1

I would like to know if there is a way to find out total no rows in a file using google dataflow. Any code sample and pointer will be great help. Basically, I have a method as

int getCount(String fileName) {}

So, above method will return total count of rows and its implementation will be dataflow code.

Thanks

Programmer
  • 325
  • 5
  • 18
  • Could you clarify how big is the file, and why you want to use Dataflow for this as opposed to a straight-forward Java program that reads the file and counts lines one by one? Unless the file is at least many gigabytes in size, and unless the file is already stored on Google Cloud Storage, Dataflow is most likely not the best tool for the job. – jkff Aug 30 '16 at 22:17
  • Thanks for looking at it. Yes file is basically a gz file having size in GBs . Also file is located at GCS bucket. Apart from dataflow, do you think of any other way or have sample code, link for me to look at. I am able to read file from GCS bucket using using dataflow in PCollection(String) and apply Count.Globally on it but this again give me PCollection(Long), so am unable to return single long value from my method. Thanks. – Programmer Aug 31 '16 at 02:09
  • maybe this is of help? https://cloud.google.com/dataflow/model/combine – chchrist Aug 31 '16 at 10:29
  • @chchrist: As I mentioned I have already used Count.Globally but the issue is that it also return PCollection where I need to have my method to return Long value.
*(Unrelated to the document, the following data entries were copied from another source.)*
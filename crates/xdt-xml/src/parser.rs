//! quick-xml driven parser that fills an [`XmlDocument`] arena.
//!
//! Every event is stored together with the exact text it was read from, so
//! the writer can reproduce untouched content byte-for-byte. Start tags are
//! additionally scanned by hand to record their [`AttributeLayout`].

use crate::document::{
    Attribute, Closing, ElementData, NodeData, NodeId, NodeInfo, NodeKind, QName, XmlDocument,
};
use crate::error::{Error, Result};
use crate::preserve::{AttributeLayout, AttributeToken};
use quick_xml::Reader;
use quick_xml::events::{BytesStart, Event};
use xdt_source_map::{FileId, FileInformation};

/// Where the text being parsed sits in the file it came from.
///
/// A whole document uses zero offsets. A fragment re-parsed while cloning is
/// shifted so that its nodes report the coordinates of the template.
#[derive(Debug, Clone, Copy)]
pub(crate) struct ParseOrigin {
    pub file_id: FileId,
    pub offset_base: usize,
    pub line_offset: usize,
    /// Applied to columns on the first line only.
    pub column_offset: usize,
    pub original: bool,
}

impl ParseOrigin {
    pub fn document(file_id: FileId, offset_base: usize) -> Self {
        ParseOrigin {
            file_id,
            offset_base,
            line_offset: 0,
            column_offset: 0,
            original: true,
        }
    }

    pub fn detached(file_id: FileId) -> Self {
        ParseOrigin {
            file_id,
            offset_base: 0,
            line_offset: 0,
            column_offset: 0,
            original: false,
        }
    }
}

/// Parse a complete document.
pub(crate) fn parse_document(content: &str, file_id: FileId) -> Result<XmlDocument> {
    let (content, bom) = match content.strip_prefix('\u{feff}') {
        Some(rest) => (rest, true),
        None => (content, false),
    };
    let offset_base = if bom { '\u{feff}'.len_utf8() } else { 0 };

    let mut doc = XmlDocument::new(file_id);
    doc.bom = bom;

    let document_node = doc.document_node();
    let mut parser = XmlParser::new(content, ParseOrigin::document(file_id, offset_base));
    let top_level = parser.parse_into(&mut doc, Some(document_node))?;

    let mut roots = top_level.into_iter().filter(|n| doc.is_element(*n));
    if roots.next().is_none() {
        return Err(Error::EmptyDocument);
    }
    if let Some(second) = roots.next() {
        let info = doc.info(second).copied();
        return Err(Error::MultipleRoots {
            line: info.map_or(0, |i| i.line),
            column: info.map_or(0, |i| i.column),
            offset: info.map_or(0, |i| i.offset),
        });
    }

    tracing::debug!(
        file_id = file_id.0,
        layouts = doc.layouts().len(),
        "Parsed XML document"
    );

    Ok(doc)
}

/// Parse a fragment into `doc` as detached nodes and return the top-level ones.
pub(crate) fn parse_fragment(
    doc: &mut XmlDocument,
    content: &str,
    origin: ParseOrigin,
) -> Result<Vec<NodeId>> {
    let mut parser = XmlParser::new(content, origin);
    parser.parse_into(doc, None)
}

/// Internal parser state.
struct XmlParser<'a> {
    /// The text being parsed.
    source: &'a str,

    /// The quick-xml reader.
    reader: Reader<&'a [u8]>,

    /// Line index of `source`.
    file_info: FileInformation,

    origin: ParseOrigin,

    /// Elements whose end tag has not been seen yet.
    stack: Vec<NodeId>,
}

impl<'a> XmlParser<'a> {
    fn new(source: &'a str, origin: ParseOrigin) -> Self {
        let mut reader = Reader::from_str(source);
        reader.config_mut().trim_text_start = false;
        reader.config_mut().trim_text_end = false;

        Self {
            source,
            reader,
            file_info: FileInformation::new(source),
            origin,
            stack: Vec::new(),
        }
    }

    fn parse_into(&mut self, doc: &mut XmlDocument, container: Option<NodeId>) -> Result<Vec<NodeId>> {
        let mut top_level = Vec::new();

        loop {
            // Events are contiguous, so the positions around each event
            // delimit its raw text exactly.
            let event_start = self.reader.buffer_position() as usize;

            let event = match self.reader.read_event() {
                Ok(event) => event,
                Err(e) => {
                    let position = self.reader.error_position() as usize;
                    return Err(self.malformed(position, e.to_string()));
                }
            };

            let event_end = self.reader.buffer_position() as usize;
            let raw = self
                .source
                .get(event_start..event_end)
                .ok_or_else(|| self.malformed(event_start, "event does not start on a character boundary"))?;

            let node = match event {
                Event::Start(e) => {
                    let id = self.start_element(doc, &e, raw, event_start, Closing::Explicit(String::new()))?;
                    self.attach(doc, container, &mut top_level, id);
                    self.stack.push(id);
                    continue;
                }
                Event::Empty(e) => self.start_element(doc, &e, raw, event_start, Closing::SelfClosing)?,
                Event::End(_) => {
                    let Some(open) = self.stack.pop() else {
                        return Err(self.malformed(event_start, "unexpected end tag"));
                    };
                    doc.set_closing(open, Closing::Explicit(raw.to_string()));
                    continue;
                }
                Event::Text(_) => self.raw_node(doc, NodeKind::Text(raw.to_string())),
                Event::CData(_) => self.raw_node(doc, NodeKind::CData(raw.to_string())),
                Event::Comment(_) => self.raw_node(doc, NodeKind::Comment(raw.to_string())),
                Event::PI(_) => self.raw_node(doc, NodeKind::ProcessingInstruction(raw.to_string())),
                Event::Decl(_) => self.raw_node(doc, NodeKind::Declaration(raw.to_string())),
                Event::DocType(_) => self.raw_node(doc, NodeKind::DocType(raw.to_string())),
                Event::Eof => break,
            };

            self.attach(doc, container, &mut top_level, node);
        }

        if let Some(open) = self.stack.last() {
            let name = doc.name(*open).map(|n| n.to_string()).unwrap_or_default();
            return Err(self.malformed(
                self.source.len(),
                format!("unexpected end of input: element <{}> is not closed", name),
            ));
        }

        Ok(top_level)
    }

    fn attach(
        &self,
        doc: &mut XmlDocument,
        container: Option<NodeId>,
        top_level: &mut Vec<NodeId>,
        node: NodeId,
    ) {
        match (self.stack.last(), container) {
            (Some(parent), _) => doc.append_child(*parent, node),
            (None, Some(container)) => {
                doc.append_child(container, node);
                top_level.push(node);
            }
            (None, None) => top_level.push(node),
        }
    }

    fn raw_node(&self, doc: &mut XmlDocument, kind: NodeKind) -> NodeId {
        doc.push_node(NodeData::new(kind, None, self.origin.original))
    }

    fn start_element(
        &self,
        doc: &mut XmlDocument,
        e: &BytesStart<'_>,
        raw: &str,
        event_start: usize,
        closing: Closing,
    ) -> Result<NodeId> {
        // Let quick-xml reject duplicate or unquoted attributes first.
        for attr in e.attributes() {
            attr.map_err(|err| self.malformed(event_start, err.to_string()))?;
        }

        let qualified = String::from_utf8_lossy(e.name().as_ref()).into_owned();
        let name_start = event_start + 1;

        let scanned = scan_start_tag(raw, qualified.len())
            .map_err(|(at, message)| self.malformed(event_start + at, message))?;

        let (tokens, positions): (Vec<AttributeToken>, Vec<usize>) = scanned.into_iter().unzip();

        let attributes = tokens
            .iter()
            .zip(&positions)
            .map(|(token, at)| Attribute {
                name: QName::parse(&token.name),
                value: token.value.clone(),
                info: Some(self.node_info(event_start + at)),
            })
            .collect();

        let layout = AttributeLayout {
            gaps: tag_gaps(raw, qualified.len(), &tokens),
            tokens,
        };

        let info = self.node_info(name_start);
        let node = doc.push_node(NodeData::new(
            NodeKind::Element(ElementData {
                name: QName::parse(&qualified),
                attributes,
                closing,
            }),
            Some(NodeInfo {
                offset: self.origin.offset_base + event_start,
                ..info
            }),
            self.origin.original,
        ));

        doc.layouts.record(node, layout);
        Ok(node)
    }

    /// Location of a byte offset of `source`, shifted by the origin.
    fn node_info(&self, offset: usize) -> NodeInfo {
        let location = self
            .file_info
            .offset_to_location(offset, self.source)
            .unwrap_or_default();
        let column_shift = if location.row == 0 {
            self.origin.column_offset
        } else {
            0
        };
        NodeInfo {
            file_id: self.origin.file_id,
            offset: self.origin.offset_base + offset,
            line: location.row + 1 + self.origin.line_offset,
            column: location.column + 1 + column_shift,
        }
    }

    fn malformed(&self, offset: usize, message: impl Into<String>) -> Error {
        let offset = offset.min(self.source.len());
        let info = self.node_info(offset);
        Error::MalformedXml {
            line: info.line,
            column: info.column,
            offset: info.offset,
            message: message.into(),
        }
    }
}

/// Body of a start tag between the name and `>` or `/>`.
fn tag_body(raw: &str, name_len: usize) -> &str {
    let inner = raw.strip_suffix('>').unwrap_or(raw);
    let inner = inner.strip_suffix('/').unwrap_or(inner);
    inner.get(1 + name_len..).unwrap_or("")
}

/// Scan the attributes of a raw start tag.
///
/// Returns every attribute token with the byte offset of its name in `raw`.
/// Errors carry the offset in `raw` where scanning stopped.
fn scan_start_tag(
    raw: &str,
    name_len: usize,
) -> std::result::Result<Vec<(AttributeToken, usize)>, (usize, String)> {
    let body = tag_body(raw, name_len);
    let body_start = 1 + name_len;
    let bytes = body.as_bytes();
    let mut tokens = Vec::new();
    let mut pos = 0;

    let skip_ws = |mut pos: usize| {
        while pos < bytes.len() && bytes[pos].is_ascii_whitespace() {
            pos += 1;
        }
        pos
    };

    loop {
        pos = skip_ws(pos);
        if pos >= bytes.len() {
            break;
        }

        let name_start = pos;
        while pos < bytes.len() && !bytes[pos].is_ascii_whitespace() && bytes[pos] != b'=' {
            pos += 1;
        }
        let name = &body[name_start..pos];

        pos = skip_ws(pos);
        if bytes.get(pos) != Some(&b'=') {
            return Err((body_start + pos, format!("expected `=` after attribute `{}`", name)));
        }
        pos = skip_ws(pos + 1);

        let quote = match bytes.get(pos) {
            Some(b'"') => '"',
            Some(b'\'') => '\'',
            _ => {
                return Err((
                    body_start + pos,
                    format!("expected a quoted value for attribute `{}`", name),
                ));
            }
        };
        let value_start = pos + 1;
        let Some(value_len) = body[value_start..].find(quote) else {
            return Err((
                body_start + pos,
                format!("unterminated value for attribute `{}`", name),
            ));
        };
        let value_end = value_start + value_len;
        pos = value_end + 1;

        let raw_value = &body[value_start..value_end];
        let value = quick_xml::escape::unescape(raw_value)
            .map_err(|e| (body_start + value_start, e.to_string()))?
            .into_owned();

        tokens.push((
            AttributeToken {
                name: name.to_string(),
                raw: body[name_start..pos].to_string(),
                value_start: value_start - name_start,
                quote,
                value,
            },
            body_start + name_start,
        ));
    }

    Ok(tokens)
}

/// The whitespace runs around the attribute tokens of a start tag.
fn tag_gaps(raw: &str, name_len: usize, tokens: &[AttributeToken]) -> Vec<String> {
    let body = tag_body(raw, name_len);
    let mut gaps = Vec::with_capacity(tokens.len() + 1);
    let mut rest = body;
    for token in tokens {
        let at = rest.find(token.raw.as_str()).unwrap_or(0);
        gaps.push(rest[..at].to_string());
        rest = &rest[at + token.raw.len()..];
    }
    gaps.push(rest.to_string());
    gaps
}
I am not sure how I can i read value from PCollection – Programmer Aug 31 '16 at 14:26

1 Answers1

2

Seems like your use case is one that doesn't require distributed processing, because the file is compressed and hence can not be read in parallel. However, you may still find it useful to use Dataflow APIs for the sake of their ease of access to GCS and automatic decompression.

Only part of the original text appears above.